Print the records below exactly, leaving out nothing.
---+---
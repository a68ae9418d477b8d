//! Hierarchical key derivation.
//!
//! Two schemes, one per curve:
//!
//! - Ed25519 follows SLIP-10. Only hardened children exist, so every index
//!   is hardened whether or not the caller set the high bit.
//! - secp256k1 follows BIP-32, with both hardened and normal children.
//!
//! Both start from a 64-byte seed run through HMAC-SHA512 under a
//! curve-specific key, giving a 32-byte private key and a 32-byte chain code.

use hmac::{Hmac, Mac};
use k256::elliptic_curve::sec1::ToEncodedPoint;
use k256::SecretKey;
use sha2::Sha512;

use crate::error::{Error, Result};

/// High bit marking a hardened child index.
pub const HARDENED: u32 = 0x8000_0000;

const ED25519_SEED_KEY: &[u8] = b"ed25519 seed";
const SECP256K1_SEED_KEY: &[u8] = b"Bitcoin seed";

/// Key material plus chain code.
pub(crate) struct ExtendedKey {
    pub key: [u8; 32],
    pub chain_code: [u8; 32],
}

fn hmac_sha512(key: &[u8], parts: &[&[u8]]) -> Result<[u8; 64]> {
    let mut mac = Hmac::<Sha512>::new_from_slice(key)
        .map_err(|e| Error::KeyDerive(format!("hmac key: {e}")))?;
    for part in parts {
        mac.update(part);
    }
    let mut out = [0u8; 64];
    out.copy_from_slice(&mac.finalize().into_bytes());
    Ok(out)
}

fn split(output: [u8; 64]) -> ExtendedKey {
    let mut key = [0u8; 32];
    let mut chain_code = [0u8; 32];
    key.copy_from_slice(&output[..32]);
    chain_code.copy_from_slice(&output[32..]);
    ExtendedKey { key, chain_code }
}

pub(crate) fn ed25519_master(seed: &[u8]) -> Result<ExtendedKey> {
    hmac_sha512(ED25519_SEED_KEY, &[seed]).map(split)
}

pub(crate) fn secp256k1_master(seed: &[u8]) -> Result<ExtendedKey> {
    let master = split(hmac_sha512(SECP256K1_SEED_KEY, &[seed])?);
    // The master scalar must be a valid, non-zero secp256k1 key.
    SecretKey::from_slice(&master.key)
        .map_err(|_| Error::KeyDerive("seed produced an invalid secp256k1 master key".into()))?;
    Ok(master)
}

/// SLIP-10 child of an Ed25519 key. Always hardened.
pub(crate) fn ed25519_child(parent: &ExtendedKey, index: u32) -> Result<ExtendedKey> {
    let index = (index | HARDENED).to_be_bytes();
    hmac_sha512(&parent.chain_code, &[&[0u8], &parent.key, &index]).map(split)
}

/// BIP-32 child of a secp256k1 key.
pub(crate) fn secp256k1_child(parent: &ExtendedKey, index: u32) -> Result<ExtendedKey> {
    let parent_key = SecretKey::from_slice(&parent.key)
        .map_err(|_| Error::KeyDerive("invalid secp256k1 parent key".into()))?;
    let index_bytes = index.to_be_bytes();

    let output = if index & HARDENED != 0 {
        hmac_sha512(&parent.chain_code, &[&[0u8], &parent.key, &index_bytes])?
    } else {
        let public = parent_key.public_key().to_encoded_point(true);
        hmac_sha512(&parent.chain_code, &[public.as_bytes(), &index_bytes])?
    };
    let derived = split(output);

    let tweak = SecretKey::from_slice(&derived.key)
        .map_err(|_| Error::KeyDerive(format!("index {index} yields an out-of-range tweak")))?;
    let child_scalar = *tweak.to_nonzero_scalar() + *parent_key.to_nonzero_scalar();
    let child = SecretKey::from_bytes(&child_scalar.to_bytes())
        .map_err(|_| Error::KeyDerive(format!("index {index} yields a zero key")))?;

    let mut key = [0u8; 32];
    key.copy_from_slice(&child.to_bytes());
    Ok(ExtendedKey {
        key,
        chain_code: derived.chain_code,
    })
}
---+---
- Exercise result:
repository a68ae9418d477b8d
//! Hierarchical key derivation.
//!
//! Two schemes, one per curve:
//!
//! - Ed25519 follows SLIP-10. Only hardened children exist, so every index
//!   is hardened whether or not the caller set the high bit.
//! - secp256k1 follows BIP-32, with both hardened and normal children.
//!
//! Both start from a 64-byte seed run through HMAC-SHA512 under a
//! curve-specific key, giving a 32-byte private key and a 32-byte chain code.

use hmac::{Hmac, Mac};
use k256::elliptic_curve::sec1::ToEncodedPoint;
use k256::SecretKey;
use sha2::Sha512;

use crate::error::{Error, Result};

/// High bit marking a hardened child index.
pub const HARDENED: u32 = 0x8000_0000;

const ED25519_SEED_KEY: &[u8] = b"ed25519 seed";
const SECP256K1_SEED_KEY: &[u8] = b"Bitcoin seed";

/// Key material plus chain code.
pub(crate) struct ExtendedKey {
    pub key: [u8; 32],
    pub chain_code: [u8; 32],
}

fn hmac_sha512(key: &[u8], parts: &[&[u8]]) -> Result<[u8; 64]> {
    let mut mac = Hmac::<Sha512>::new_from_slice(key)
        .map_err(|e| Error::KeyDerive(format!("hmac key: {e}")))?;
    for part in parts {
        mac.update(part);
    }
    let mut out = [0u8; 64];
    out.copy_from_slice(&mac.finalize().into_bytes());
    Ok(out)
}

fn split(output: [u8; 64]) -> ExtendedKey {
    let mut key = [0u8; 32];
    let mut chain_code = [0u8; 32];
    key.copy_from_slice(&output[..32]);
    chain_code.copy_from_slice(&output[32..]);
    ExtendedKey { key, chain_code }
}

pub(crate) fn ed25519_master(seed: &[u8]) -> Result<ExtendedKey> {
    hmac_sha512(ED25519_SEED_KEY, &[seed]).map(split)
}

pub(crate) fn secp256k1_master(seed: &[u8]) -> Result<ExtendedKey> {
    let master = split(hmac_sha512(SECP256K1_SEED_KEY, &[seed])?);
    // The master scalar must be a valid, non-zero secp256k1 key.
    SecretKey::from_slice(&master.key)
        .map_err(|_| Error::KeyDerive("seed produced an invalid secp256k1 master key".into()))?;
    Ok(master)
}

/// SLIP-10 child of an Ed25519 key. Always hardened.
pub(crate) fn ed25519_child(parent: &ExtendedKey, index: u32) -> Result<ExtendedKey> {
    let index = (index | HARDENED).to_be_bytes();
    hmac_sha512(&parent.chain_code, &[&[0u8], &parent.key, &index]).map(split)
}

/// BIP-32 child of a secp256k1 key.
pub(crate) fn secp256k1_child(parent: &ExtendedKey, index: u32) -> Result<ExtendedKey> {
    let parent_key = SecretKey::from_slice(&parent.key)
        .map_err(|_| Error::KeyDerive("invalid secp256k1 parent key".into()))?;
    let index_bytes = index.to_be_bytes();

    let output = if index & HARDENED != 0 {
        hmac_sha512(&parent.chain_code, &[&[0u8], &parent.key, &index_bytes])?
    } else {
        let public = parent_key.public_key().to_encoded_point(true);
        hmac_sha512(&parent.chain_code, &[public.as_bytes(), &index_bytes])?
    };
    let derived = split(output);

    let tweak = SecretKey::from_slice(&derived.key)
        .map_err(|_| Error::KeyDerive(format!("index {index} yields an out-of-range tweak")))?;
    let child_scalar = *tweak.to_nonzero_scalar() + *parent_key.to_nonzero_scalar();
    let child = SecretKey::from_bytes(&child_scalar.to_bytes())
        .map_err(|_| Error::KeyDerive(format!("index {index} yields a zero key")))?;

    let mut key = [0u8; 32];
    key.copy_from_slice(&child.to_bytes());
    Ok(ExtendedKey {
        key,
        chain_code: derived.chain_code,
    })
}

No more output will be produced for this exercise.